A.J.’s mom wrote an email to the parents explaining what A.J. was going through.

“If you’re confused, just imagine how confused we are,” she wrote. “But we are trying to do what is going to make our child the most happy and confident kid possible.”

In the pickup line after school, parents stopped making eye contact. Invitations disappeared. Some parents said they would call, but they never did.

When A.J.’s mom looks back on the most significant moments, she recalls a time around the day care Christmas party when A.J. was still dressing as a boy. Around her buddies, she was urging her mother to check out the boys’ toys.

Then the boys left. A.J. whispered to his mom.

“ ‘Come here. I want to show you something else,’ ” she recalled her child saying. “ ‘We got these new Barbie dresses over here, and this thing turns into a shower.’ He’s showing me all these things in hushed tones.

“That’s when everything changed for me. You think it would be the moment when he said, ‘I’m really a girl.’ But I saw my 41/2-year-old living two lives. What 41/2-year-old has to play that game?”

She now home-schools both A.J. and her older brother, who, his mom said, was a bit confused by his sibling’s transformation but quickly adapted.

“He had one week when he was kind of upset,” the mom said of the older brother. “He said, ‘She’s a girl and she’s not going to play ninjas with me anymore.’ ”

The mom assured him A.J. would, and he was happy.

The family is not sure what lies ahead except that now, A.J. is growing up as a girl.

Her pink and purple room, her clothes, her dolls, her toothbrush, everything. New friends only know her as such.

Currently she is receiving no medical intervention.

Eighteen months after A.J.’s gender identity changed, she is as happy as she has ever been, her parents say. They’re grateful.

Historically, rates of depression, self-mutilation, drug use and suicide attempts have been high among transgender individuals — which many believe is as much a consequence of poor societal or family acceptance as anything else.

A.J.’s mom concedes that her own conservative parents are not as accepting.

“We still have discord happening,” she said, but they are making headway.

A.J.’s parents know the future may not be easy when it comes to their daughter’s friendships, dating, marriage, children. Positive experiences like Isaac’s and Michael’s bring hope. Recently Isaac shopped for a suit for a date for an upcoming dance.

“Honestly, I don’t know about other people,” Michael said. “I haven’t had anyone who was mean to me about it. I’ve never been bullied or anything.”

There are still some problems, the boys said. At school they are not allowed to use the boys’ restrooms but must go to a nurse’s bathroom, which is hardly convenient for their schedules.

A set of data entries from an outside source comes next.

// src/hashtable.rs

//! String interning
//!
//! Strings are stored once, NUL-terminated, in a byte pool; the byte offset
//! of a string is its identity. The bucket array is an open-addressed table
//! of pool offsets with linear probing. Nothing is ever removed, so no
//! tombstones are needed.

use crate::array::Array;
use memchr::memchr;

/// Bucket value for an unused slot
const EMPTY_BUCKET: u32 = u32::MAX;

const INITIAL_BUCKETS: usize = 16;

/// Interning table that owns the pool it appends to
#[derive(Debug, Clone)]
pub struct HashTable {
    buckets: Vec<u32>,
    count: usize,
    pool: Array,
}

impl Default for HashTable {
    fn default() -> Self {
        Self::new()
    }
}

impl HashTable {
    /// Create a table over a fresh pool
    pub fn new() -> Self {
        Self {
            buckets: vec![EMPTY_BUCKET; INITIAL_BUCKETS],
            count: 0,
            pool: Array::new(),
        }
    }

    /// Intern `key`, returning the pool offset of its single copy
    ///
    /// # Panics
    ///
    /// Panics if `key` contains a NUL byte, which the pool uses as its
    /// terminator.
    pub fn insert(&mut self, key: &str) -> u32 {
        assert!(
            memchr(0, key.as_bytes()).is_none(),
            "interned string {:?} contains a NUL byte",
            key
        );
        if let Some(offset) = self.lookup(key) {
            return offset;
        }

        // Keep the load factor at or below one half.
        if (self.count + 1) * 2 > self.buckets.len() {
            self.grow();
        }

        let offset = self.pool.len() as u32;
        self.pool.extend(key.as_bytes());
        self.pool.extend(&[0]);

        let slot = self.free_slot(key.as_bytes());
        self.buckets[slot] = offset;
        self.count += 1;

        offset
    }

    /// Find the offset of `key` without interning it
    pub fn lookup(&self, key: &str) -> Option<u32> {
        let key = key.as_bytes();
        let mask = self.buckets.len() - 1;
        let mut slot = hash(key) as usize & mask;

        loop {
            let offset = self.buckets[slot];
            if offset == EMPTY_BUCKET {
                return None;
            }
            if pool_bytes(self.pool.as_bytes(), offset) == Some(key) {
                return Some(offset);
            }
            slot = (slot + 1) & mask;
        }
    }

    /// Intern an optional string; `None` interns as the empty string
    pub fn tokenize(&mut self, string: Option<&str>) -> u32 {
        self.insert(string.unwrap_or(""))
    }

    /// Number of distinct strings interned
    pub fn len(&self) -> usize {
        self.count
    }

    pub fn is_empty(&self) -> bool {
        self.count == 0
    }

    /// String stored at `offset`
    pub fn get(&self, offset: u32) -> Option<&str> {
        pool_str(self.pool.as_bytes(), offset)
    }

    pub fn pool(&self) -> &Array {
        &self.pool
    }

    /// Release the buckets and keep the pool
    pub fn into_pool(self) -> Array {
        self.pool
    }

    fn free_slot(&self, key: &[u8]) -> usize {
        let mask = self.buckets.len() - 1;
        let mut slot = hash(key) as usize & mask;
        while self.buckets[slot] != EMPTY_BUCKET {
            slot = (slot + 1) & mask;
        }
        slot
    }

    fn grow(&mut self) {
        let doubled = vec![EMPTY_BUCKET; self.buckets.len() * 2];
        let old = std::mem::replace(&mut self.buckets, doubled);
        for offset in old.into_iter().filter(|&o| o != EMPTY_BUCKET) {
            let key = pool_bytes(self.pool.as_bytes(), offset).unwrap_or_default();
            let slot = self.free_slot(key);
            self.buckets[slot] = offset;
        }
    }
}

/// FNV-1a
fn hash(key: &[u8]) -> u32 {
    key.iter().fold(0x811c_9dc5_u32, |h, &b| {
        (h ^ u32::from(b)).wrapping_mul(0x0100_0193)
    })
}

/// Bytes of the NUL-terminated string starting at `offset`
pub(crate) fn pool_bytes(pool: &[u8], offset: u32) -> Option<&[u8]> {
    let tail = pool.get(offset as usize..)?;
    let end = memchr(0, tail)?;
    Some(&tail[..end])
}

/// The NUL-terminated UTF-8 string starting at `offset`
pub(crate) fn pool_str(pool: &[u8], offset: u32) -> Option<&str> {
    pool_bytes(pool, offset).and_then(|bytes| std::str::from_utf8(bytes).ok())
}

/// Walk a pool string by string, yielding `(offset, string)`
pub(crate) fn pool_strings(pool: &[u8]) -> impl Iterator<Item = (u32, &str)> {
    let mut offset = 0usize;
    std::iter::from_fn(move || {
        while offset < pool.len() {
            let start = offset;
            let end = memchr(0, &pool[start..]).map_or(pool.len(), |n| start + n);
            offset = end + 1;
            if let Ok(string) = std::str::from_utf8(&pool[start..end]) {
                return Some((start as u32, string));
            }
        }
        None
    })
}
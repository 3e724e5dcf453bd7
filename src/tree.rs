// src/tree.rs

//! File tree construction
//!
//! While a set is being built its file tree is an ordinary node graph keyed
//! by `(parent, name)`. [`TreeBuilder::emit`] flattens it into the on-disk
//! layout: siblings sorted by name in one contiguous run whose last member
//! carries [`ENTRY_LAST`], and every directory's children laid out before
//! the children of its subdirectories, so the descendants of a directory
//! occupy the index range up to the next sibling directory's first child.

use crate::hashtable::{HashTable, pool_bytes};
use crate::list::RelationList;
use crate::set::{ENTRY_LAST, Entry};
use std::collections::HashMap;

/// Node id of the root directory
pub(crate) const ROOT: u32 = 0;

/// Marks nodes dropped by [`TreeBuilder::emit`]
pub(crate) const UNMAPPED: u32 = u32::MAX;

#[derive(Debug, Clone)]
struct Node {
    name: u32,
    parent: u32,
    children: Vec<u32>,
}

#[derive(Debug, Clone)]
pub(crate) struct TreeBuilder {
    nodes: Vec<Node>,
    index: HashMap<(u32, u32), u32>,
}

impl TreeBuilder {
    /// A tree holding only the root, named by file string offset 0
    pub(crate) fn new() -> Self {
        Self {
            nodes: vec![Node {
                name: 0,
                parent: ROOT,
                children: Vec::new(),
            }],
            index: HashMap::new(),
        }
    }

    pub(crate) fn len(&self) -> usize {
        self.nodes.len()
    }

    /// The child of `parent` called `name`, created if missing
    pub(crate) fn child(&mut self, parent: u32, name: u32) -> u32 {
        if let Some(&id) = self.index.get(&(parent, name)) {
            return id;
        }

        let id = self.nodes.len() as u32;
        self.nodes.push(Node {
            name,
            parent,
            children: Vec::new(),
        });
        self.nodes[parent as usize].children.push(id);
        self.index.insert((parent, name), id);
        id
    }

    /// Insert every component of `path`, interning names in `names`.
    /// Returns the leaf, or `None` for a path without components.
    pub(crate) fn insert_path(&mut self, names: &mut HashTable, path: &str) -> Option<u32> {
        let mut node = None;
        for component in path.split('/').filter(|c| !c.is_empty()) {
            let name = names.insert(component);
            node = Some(self.child(node.unwrap_or(ROOT), name));
        }
        node
    }

    /// Flatten the tree into entries.
    ///
    /// Only nodes flagged in `keep`, their ancestors and the root survive.
    /// Returns the entries (with empty package lists) and the node to entry
    /// index map, [`UNMAPPED`] for dropped nodes.
    pub(crate) fn emit(&self, names: &[u8], keep: &[bool]) -> (Vec<Entry>, Vec<u32>) {
        // Children always have larger ids than their parent.
        let mut kept = keep.to_vec();
        kept.resize(self.nodes.len(), false);
        for id in (1..self.nodes.len()).rev() {
            if kept[id] {
                kept[self.nodes[id].parent as usize] = true;
            }
        }
        kept[ROOT as usize] = true;

        let mut map = vec![UNMAPPED; self.nodes.len()];
        let mut entries = vec![Entry {
            name: 0,
            flags: ENTRY_LAST,
            start: 0,
            packages: RelationList::Empty,
        }];
        map[ROOT as usize] = 0;

        self.layout(ROOT, names, &kept, &mut entries, &mut map);
        (entries, map)
    }

    fn layout(&self, node: u32, names: &[u8], kept: &[bool], entries: &mut Vec<Entry>, map: &mut [u32]) {
        let mut children: Vec<u32> = self.nodes[node as usize]
            .children
            .iter()
            .copied()
            .filter(|&c| kept[c as usize])
            .collect();
        if children.is_empty() {
            return;
        }
        children.sort_by(|&a, &b| {
            let name = |id: u32| pool_bytes(names, self.nodes[id as usize].name).unwrap_or_default();
            name(a).cmp(name(b))
        });

        entries[map[node as usize] as usize].start = entries.len() as u32;
        let last = children.len() - 1;
        for (i, &child) in children.iter().enumerate() {
            map[child as usize] = entries.len() as u32;
            entries.push(Entry {
                name: self.nodes[child as usize].name,
                flags: if i == last { ENTRY_LAST } else { 0 },
                start: 0,
                packages: RelationList::Empty,
            });
        }

        for &child in &children {
            self.layout(child, names, kept, entries, map);
        }
    }
}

They maintain that greater acceptance comes from understanding.

“Family is everything,”
said Gibbs of the Transgender Institute. “It is everything. … You can handle anything if you have a loving mother and loving dad, or at least one.”

A.J. has two.

“It is not something that I expected,” said A.J.’s father, “but as a parent you want to do what is in the best interest of your child. Your job is to shepherd them into the world. And if your own family can’t be accepting of who they are, how is the rest of the world going to accept them, or how are they going to accept themselves?”

The numbers.

How many people are transgender?

It’s difficult to know for many reasons, including that many people never come forward as transgender, said Seth T. Pardo, a San Francisco psychologist who is scheduled to present a paper on transgender demographics this month at the World Professional Association of Transgender Health in Bangkok, Thailand.

Different studies offer different numbers:

• Data from the Netherlands cite a rate of 1 in 11,000 (0.009 percent) of biological males who identify as women, and 1 in 30,400 (.0033 percent) of biological females who identify as men.

• Various parental reports from 1997 to 2009 indicate as many as 0.5 percent to 1.4 percent of biological males and 0.6 percent to 2 percent of biological females express a “wish” to be the opposite gender.

• International reports of college students from 2010 and 2011 report 0.7 percent to 0.9 percent of biological males and 2.2 percent to 2.9 percent of biological females expressing a similar wish.